Es ist ein Register des Grauens. Akribisch notiert das Gun Violence Archive in Washington die Zahlen der Toten und Verletzten, die Tag für Tag Opfer von Schusswaffen in den USA werden. In diesem Jahr sind es bisher 14 181 Tote (Stand 2. Mai). Das entspricht in etwa der Einwohnerzahl einer deutschen Kleinstadt wie Tornesch bei Hamburg oder Marbach bei Stuttgart - ausgelöscht innerhalb von vier Monaten. Mehr als 8000 richteten die Waffe gegen sich selbst, 6065 der Toten aber wurden Opfer von Mord oder Totschlag oder durch eine verirrte Kugel niedergestreckt. Zum Vergleich: Das Bundeskriminalamt zählte im vergangenen Jahr in ganz Deutschland 2236 Fälle von Mord, Totschlag oder Tötung auf Verlangen.
Es erfordert nicht allzu viel Anstrengung, um eine direkte Verbindung von der hohen Zahl der Opfer von Schusswaffen in den USA zu deren massenhafter Verbreitung zu ziehen. In Deutschland kommen nicht ganz 20 private Schusswaffen auf 100 Einwohner. In den Vereinigten Staaten sind es dagegen 120 - so viel wie in keinem anderen Land. Und zudem gibt es kaum Auflagen und Beschränkungen, was Kaliber oder Schussfrequenz angeht. Selbst Sturmgewehre sind in vielen Bundesstaaten an der Ladentheke erhältlich. Und alle Initiativen nach den schrecklichsten Massakern in Schulen oder Supermärkten, zumindest den Besitz vollautomatischer Tötungsinstrumente einzuschränken, sind binnen Kurzem im Sand verlaufen.
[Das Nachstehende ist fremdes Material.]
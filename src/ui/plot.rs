use chrono::{NaiveDate, TimeDelta};
use eframe::egui::Ui;
use egui_plot::{HLine, Legend, Line, LineStyle, MarkerShape, Plot, PlotPoints, Points};

use crate::color::generate_palette;
use crate::data::classify::Thresholds;
use crate::data::model::{AnnotatedDataset, Pollutant};

// ---------------------------------------------------------------------------
// Trend chart (Trends screen)
// ---------------------------------------------------------------------------

/// Point markers, in `Pollutant::ALL` order.
const MARKERS: [MarkerShape; 3] = [MarkerShape::Circle, MarkerShape::Square, MarkerShape::Up];

/// Render every pollutant over the dataset's dates, with a dashed limit line each.
pub fn trend_plot(ui: &mut Ui, dataset: &AnnotatedDataset, thresholds: &Thresholds) {
    if dataset.is_empty() {
        ui.centered_and_justified(|ui: &mut Ui| {
            ui.heading("No readings to plot.");
        });
        return;
    }
    let origin = dataset.rows[0].reading.date;
    let palette = generate_palette(Pollutant::ALL.len());

    Plot::new("trend_plot")
        .legend(Legend::default())
        .x_axis_label("Date")
        .y_axis_label("Pollutant Level")
        .x_axis_formatter(move |mark, _range| day_label(origin, mark.value))
        .allow_boxed_zoom(true)
        .allow_drag(true)
        .allow_scroll(true)
        .allow_zoom(true)
        .show(ui, |plot_ui| {
            let series = Pollutant::ALL.into_iter().zip(MARKERS).zip(&palette);
            for ((pollutant, marker), &color) in series {
                let points = series_points(dataset, origin, pollutant);

                plot_ui.line(
                    Line::new(PlotPoints::from(points.clone()))
                        .name(pollutant.label())
                        .color(color)
                        .width(2.0),
                );
                plot_ui.points(
                    Points::new(PlotPoints::from(points))
                        .name(pollutant.label())
                        .shape(marker)
                        .filled(true)
                        .radius(4.0)
                        .color(color),
                );
                plot_ui.hline(
                    HLine::new(thresholds.limit(pollutant))
                        .name(format!("{pollutant} Limit"))
                        .color(color)
                        .style(LineStyle::dashed_loose()),
                );
            }
        });
}

/// `[day offset from origin, value]` for one pollutant, in dataset order.
pub fn series_points(
    dataset: &AnnotatedDataset,
    origin: NaiveDate,
    pollutant: Pollutant,
) -> Vec<[f64; 2]> {
    dataset
        .rows
        .iter()
        .map(|row| {
            let r = &row.reading;
            [(r.date - origin).num_days() as f64, r.value(pollutant)]
        })
        .collect()
}

/// X-axis tick label: the ISO date for whole-day offsets, blank otherwise.
pub fn day_label(origin: NaiveDate, x: f64) -> String {
    if (x - x.round()).abs() > 1e-6 {
        return String::new();
    }
    TimeDelta::try_days(x.round() as i64)
        .and_then(|delta| origin.checked_add_signed(delta))
        .map(|d| d.format("%Y-%m-%d").to_string())
        .unwrap_or_default()
}

#[cfg(test)]
mod tests {
    use super::*;
    use crate::data::classify::{annotate, THRESHOLDS};
    use crate::data::sample::sample_readings;

    #[test]
    fn series_uses_day_offsets() {
        let ds = annotate(&sample_readings().unwrap(), &THRESHOLDS);
        let origin = ds.rows[0].reading.date;
        let pts = series_points(&ds, origin, Pollutant::No2);
        assert_eq!(pts.len(), 10);
        assert_eq!(pts[0], [0.0, 60.0]);
        assert_eq!(pts[9], [9.0, 78.0]);
    }

    #[test]
    fn one_color_and_marker_per_pollutant() {
        let palette = generate_palette(Pollutant::ALL.len());
        assert_eq!(palette.len(), MARKERS.len());
        assert!(AnnotatedDataset::default().is_empty());
    }

    #[test]
    fn labels_only_whole_days() {
        let origin = NaiveDate::from_ymd_opt(2025, 7, 1).unwrap();
        assert_eq!(day_label(origin, 0.0), "2025-07-01");
        assert_eq!(day_label(origin, 5.0), "2025-07-06");
        assert_eq!(day_label(origin, -1.0), "2025-06-30");
        assert_eq!(day_label(origin, 2.5), "");
        assert_eq!(day_label(origin, 1e300), "");
    }
}
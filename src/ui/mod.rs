/// Rendering layer: every function here draws from `AppState` and reports
/// button presses back as `Action`s or state-method calls.
pub mod panels;
pub mod plot;
pub mod screens;
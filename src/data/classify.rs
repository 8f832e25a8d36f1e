use super::model::{AnnotatedDataset, AnnotatedReading, AqiLevel, Pollutant, Reading};

// ---------------------------------------------------------------------------
// Fixed tables
// ---------------------------------------------------------------------------

/// Inclusive PM2.5 ceilings; anything above the last one is Hazardous.
const AQI_BREAKPOINTS: [(f64, AqiLevel); 5] = [
    (50.0, AqiLevel::Good),
    (100.0, AqiLevel::Moderate),
    (150.0, AqiLevel::UnhealthyForSensitive),
    (200.0, AqiLevel::Unhealthy),
    (300.0, AqiLevel::VeryUnhealthy),
];

/// Per-pollutant alert limits.
#[derive(Debug, Clone, Copy, PartialEq)]
pub struct Thresholds {
    pub pm25: f64,
    pub pm10: f64,
    pub no2: f64,
}

pub const THRESHOLDS: Thresholds = Thresholds {
    pm25: 100.0,
    pm10: 200.0,
    no2: 80.0,
};

impl Thresholds {
    pub fn limit(&self, pollutant: Pollutant) -> f64 {
        match pollutant {
            Pollutant::Pm25 => self.pm25,
            Pollutant::Pm10 => self.pm10,
            Pollutant::No2 => self.no2,
        }
    }

    /// `(pollutant, limit)` pairs in alert order.
    pub fn iter(&self) -> impl Iterator<Item = (Pollutant, f64)> + '_ {
        Pollutant::ALL.into_iter().map(move |p| (p, self.limit(p)))
    }
}

// ---------------------------------------------------------------------------
// Classification
// ---------------------------------------------------------------------------

/// Map a PM2.5 concentration to its AQI level (first inclusive ceiling wins).
pub fn classify_aqi(pm25: f64) -> AqiLevel {
    AQI_BREAKPOINTS
        .iter()
        .find(|(ceiling, _)| pm25 <= *ceiling)
        .map(|(_, level)| *level)
        .unwrap_or(AqiLevel::Hazardous)
}

/// `"<pollutant> High"` for every strict exceedance, comma-joined, or `"Safe"`.
pub fn compute_alert(reading: &Reading, thresholds: &Thresholds) -> String {
    let exceeded: Vec<String> = thresholds
        .iter()
        .filter(|(p, limit)| reading.value(*p) > *limit)
        .map(|(p, _)| format!("{p} High"))
        .collect();

    if exceeded.is_empty() {
        "Safe".to_string()
    } else {
        exceeded.join(", ")
    }
}

/// Pair every reading with its alert, AQI level and category label.
pub fn annotate(readings: &[Reading], thresholds: &Thresholds) -> AnnotatedDataset {
    let rows = readings
        .iter()
        .map(|r| {
            let aqi = classify_aqi(r.pm25);
            AnnotatedReading {
                reading: *r,
                alert: compute_alert(r, thresholds),
                aqi,
                category: aqi.category(),
            }
        })
        .collect();
    AnnotatedDataset { rows }
}

#[cfg(test)]
mod tests {
    use chrono::NaiveDate;
    use proptest::prelude::*;

    use super::*;

    fn reading(pm25: f64, pm10: f64, no2: f64) -> Reading {
        Reading {
            date: NaiveDate::from_ymd_opt(2025, 7, 1).unwrap(),
            pm25,
            pm10,
            no2,
        }
    }

    #[test]
    fn aqi_reference_points() {
        assert_eq!(classify_aqi(0.0).level(), 1);
        assert_eq!(classify_aqi(75.0).level(), 2);
        assert_eq!(classify_aqi(125.0).level(), 3);
        assert_eq!(classify_aqi(175.0).level(), 4);
        assert_eq!(classify_aqi(250.0).level(), 5);
        assert_eq!(classify_aqi(350.0).level(), 6);
    }

    #[test]
    fn aqi_ceilings_are_inclusive() {
        assert_eq!(classify_aqi(50.0), AqiLevel::Good);
        assert_eq!(classify_aqi(50.5), AqiLevel::Moderate);
        assert_eq!(classify_aqi(300.0), AqiLevel::VeryUnhealthy);
        assert_eq!(classify_aqi(300.1), AqiLevel::Hazardous);
    }

    #[test]
    fn alert_at_threshold_is_safe() {
        assert_eq!(compute_alert(&reading(100.0, 200.0, 80.0), &THRESHOLDS), "Safe");
    }

    #[test]
    fn alert_lists_exceedances_in_fixed_order() {
        assert_eq!(
            compute_alert(&reading(120.0, 220.0, 75.0), &THRESHOLDS),
            "PM2.5 High, PM10 High"
        );
        assert_eq!(
            compute_alert(&reading(200.0, 210.0, 90.0), &THRESHOLDS),
            "PM2.5 High, PM10 High, NO2 High"
        );
        assert_eq!(compute_alert(&reading(40.0, 90.0, 81.0), &THRESHOLDS), "NO2 High");
    }

    #[test]
    fn annotate_fills_category_from_level() {
        let ds = annotate(&[reading(250.0, 300.0, 95.0)], &THRESHOLDS);
        let row = &ds.rows[0];
        assert_eq!(row.aqi, AqiLevel::VeryUnhealthy);
        assert_eq!(row.category, "Very Unhealthy");
        assert_eq!(row.alert, "PM2.5 High, PM10 High, NO2 High");
    }

    #[test]
    fn annotate_is_stable_under_reapplication() {
        let base = [reading(45.0, 100.0, 60.0), reading(160.0, 180.0, 85.0)];
        let once = annotate(&base, &THRESHOLDS);
        let twice = annotate(&once.readings(), &THRESHOLDS);
        assert_eq!(once, twice);
    }

    proptest! {
        #[test]
        fn aqi_is_non_decreasing(a in 0.0f64..1000.0, b in 0.0f64..1000.0) {
            let (lo, hi) = if a <= b { (a, b) } else { (b, a) };
            prop_assert!(classify_aqi(lo) <= classify_aqi(hi));
        }

        #[test]
        fn safe_iff_nothing_exceeds(
            pm25 in 0.0f64..400.0,
            pm10 in 0.0f64..400.0,
            no2 in 0.0f64..200.0,
        ) {
            let r = reading(pm25, pm10, no2);
            let alert = compute_alert(&r, &THRESHOLDS);
            let expected: Vec<&str> = [
                (pm25 > 100.0, "PM2.5 High"),
                (pm10 > 200.0, "PM10 High"),
                (no2 > 80.0, "NO2 High"),
            ]
            .into_iter()
            .filter(|(hit, _)| *hit)
            .map(|(_, text)| text)
            .collect();

            if expected.is_empty() {
                prop_assert_eq!(alert, "Safe");
            } else {
                prop_assert_eq!(alert, expected.join(", "));
            }
        }
    }
}
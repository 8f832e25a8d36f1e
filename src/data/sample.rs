use anyhow::{Context, Result};
use chrono::{Days, NaiveDate};

use super::model::Reading;

// ---------------------------------------------------------------------------
// Compiled-in sample table
// ---------------------------------------------------------------------------

const START: (i32, u32, u32) = (2025, 7, 1);

const PM25: [f64; 10] = [45.0, 85.0, 120.0, 160.0, 200.0, 250.0, 55.0, 40.0, 180.0, 95.0];
const PM10: [f64; 10] = [100.0, 150.0, 220.0, 180.0, 210.0, 300.0, 120.0, 90.0, 250.0, 160.0];
const NO2: [f64; 10] = [60.0, 70.0, 75.0, 85.0, 90.0, 95.0, 50.0, 40.0, 82.0, 78.0];

/// Ten consecutive daily readings starting at 2025-07-01.
pub fn sample_readings() -> Result<Vec<Reading>> {
    let (y, m, d) = START;
    let start = NaiveDate::from_ymd_opt(y, m, d)
        .with_context(|| format!("invalid sample start date {y}-{m:02}-{d:02}"))?;

    PM25.iter()
        .zip(PM10.iter())
        .zip(NO2.iter())
        .enumerate()
        .map(|(i, ((&pm25, &pm10), &no2))| {
            let date = start
                .checked_add_days(Days::new(i as u64))
                .with_context(|| format!("sample day {i} overflows the calendar"))?;
            Ok(Reading {
                date,
                pm25,
                pm10,
                no2,
            })
        })
        .collect()
}

#[cfg(test)]
mod tests {
    use super::*;

    #[test]
    fn sample_has_ten_strictly_increasing_dates() {
        let readings = sample_readings().unwrap();
        assert_eq!(readings.len(), 10);
        assert_eq!(readings[0].date.to_string(), "2025-07-01");
        assert_eq!(readings[9].date.to_string(), "2025-07-10");
        assert!(readings.windows(2).all(|w| w[0].date < w[1].date));
    }

    #[test]
    fn sample_values_line_up_with_dates() {
        let readings = sample_readings().unwrap();
        let r = readings[2];
        assert_eq!(r.date.to_string(), "2025-07-03");
        assert_eq!((r.pm25, r.pm10, r.no2), (120.0, 220.0, 75.0));
    }
}
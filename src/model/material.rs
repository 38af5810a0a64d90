use glam::Vec4;

/// Light source intensities (ambient, diffuse, specular).
#[derive(Debug, Clone, Copy, PartialEq)]
pub struct Lighting {
    pub ia: Vec4,
    pub id: Vec4,
    pub is: Vec4,
}

impl Default for Lighting {
    fn default() -> Self {
        Self { ia: Vec4::ONE, id: Vec4::ONE, is: Vec4::ONE }
    }
}

/// Surface reflectivity, republished from the mesh on every load.
#[derive(Debug, Clone, Copy, PartialEq)]
pub struct Material {
    pub ka: Vec4,
    pub kd: Vec4,
    pub ks: Vec4,
    pub shininess: f32,
}

impl Material {
    pub const MAX_SHININESS: f32 = 500.0;

    /// Takes whatever the MTL entry defines and keeps the defaults for the rest.
    pub fn from_mtl(mtl: &tobj::Material) -> Self {
        let defaults = Self::default();
        let rgb = |c: Option<[f32; 3]>, fallback: Vec4| {
            c.map(|[r, g, b]| Vec4::new(r, g, b, 1.0).clamp(Vec4::ZERO, Vec4::ONE))
                .unwrap_or(fallback)
        };
        Self {
            ka: rgb(mtl.ambient, defaults.ka),
            kd: rgb(mtl.diffuse, defaults.kd),
            ks: rgb(mtl.specular, defaults.ks),
            shininess: mtl
                .shininess
                .map(|s| s.clamp(0.0, Self::MAX_SHININESS))
                .unwrap_or(defaults.shininess),
        }
    }
}

impl Default for Material {
    fn default() -> Self {
        Self {
            ka: Vec4::new(0.1, 0.1, 0.1, 1.0),
            kd: Vec4::new(0.7, 0.7, 0.7, 1.0),
            ks: Vec4::ONE,
            shininess: 25.0,
        }
    }
}

/// How the texture shader derives UV coordinates.
#[derive(Debug, Clone, Copy, PartialEq, Eq, Default)]
pub enum MappingMode {
    #[default]
    Triplanar = 0,
    Cylindrical = 1,
    Spherical = 2,
    FromMesh = 3,
}

impl MappingMode {
    pub const ALL: [MappingMode; 4] = [
        MappingMode::Triplanar,
        MappingMode::Cylindrical,
        MappingMode::Spherical,
        MappingMode::FromMesh,
    ];

    /// Mesh texture coordinates when the mesh has them, triplanar otherwise.
    pub fn for_mesh(has_uv: bool) -> Self {
        if has_uv {
            MappingMode::FromMesh
        } else {
            MappingMode::Triplanar
        }
    }

    pub fn label(self) -> &'static str {
        match self {
            MappingMode::Triplanar => "Triplanar",
            MappingMode::Cylindrical => "Cylindrical",
            MappingMode::Spherical => "Spherical",
            MappingMode::FromMesh => "From mesh",
        }
    }

    /// Modes offered by the GUI; "From mesh" needs texture coordinates.
    pub fn available(has_uv: bool) -> &'static [MappingMode] {
        if has_uv {
            &Self::ALL
        } else {
            &Self::ALL[..3]
        }
    }

    pub fn as_uniform(self) -> i32 {
        self as i32
    }
}

#[cfg(test)]
mod tests {
    use super::*;

    #[test]
    fn test_mapping_mode_for_mesh() {
        assert_eq!(MappingMode::for_mesh(true), MappingMode::FromMesh);
        assert_eq!(MappingMode::for_mesh(false), MappingMode::Triplanar);
        assert_eq!(MappingMode::FromMesh.as_uniform(), 3);
        assert!(!MappingMode::available(false).contains(&MappingMode::FromMesh));
    }

    #[test]
    fn test_material_from_partial_mtl() {
        let mtl = tobj::Material {
            diffuse: Some([0.5, 0.25, 2.0]),
            shininess: Some(900.0),
            ..Default::default()
        };
        let material = Material::from_mtl(&mtl);
        assert_eq!(material.ka, Material::default().ka);
        assert_eq!(material.kd, Vec4::new(0.5, 0.25, 1.0, 1.0));
        assert_eq!(material.shininess, Material::MAX_SHININESS);
    }
}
Immer wieder hat es Versuche gegeben, diese zumindest für Europäer merkwürdig wirkende Obsession zu erklären. Meist wird dann das in der amerikanischen Verfassung garantierte Recht eines jeden US-Bürgers angeführt, Waffen tragen zu dürfen. Tatsächlich ist im gut zwei Jahrhunderte alten zweiten Zusatzartikel der US-Constitution vom "right to bear arms" die Rede. Doch was das zu bedeuten hat, darüber streiten sich die Juristen bis heute. Vieles deutet darauf hin, dass damit damals das Recht gemeint war, in jedem Bundesstaat Bürgerwehren zu organisieren - die Vorläufer der heutigen Nationalgarde.
Der Einfluss der Waffenlobby ist seit Jahrzehnten enorm
Dass die Verfassung jedem Einzelnen das Recht auf Waffenbesitz zubilligt, ist dagegen eher eine Interpretation des 21. Jahrhunderts. Erst 2008 sanktionierte der Oberste Gerichtshof in Washington das individuelle Recht der Amerikaner auf privaten Waffenbesitz. Noch kurz vor dem Zweiten Weltkrieg, 1939, hatte der Supreme Court ganz anders entschieden und Beschränkungen gebilligt.
Seither aber hat sich die Situation drastisch gewandelt. Nach dem Krieg suchte die Waffenindustrie neue Märkte - und fand sie im Land selbst. Seit der Mitte des 20. Jahrhunderts stieg der private Waffenbesitz in den USA kontinuierlich an, begleitet von Imagekampagnen der National Rifle Association (NRA), wörtlich übersetzt: der Nationalen Gewehrvereinigung. Der einstige Schützenklub mutierte seit den 1950er-Jahren in einen Lobbyverein und propagiert eben das "right to bear arms" als uramerikanisches Freiheitsrecht. Mit Erfolg: Nach dem Entscheid des konservativen Obersten Gerichtshofs 2008 sind Jahr für Jahr in vielen Bundesstaaten Einschränkungen beim Waffenbesitz gefallen - die Zahl der Toten aber ist gestiegen.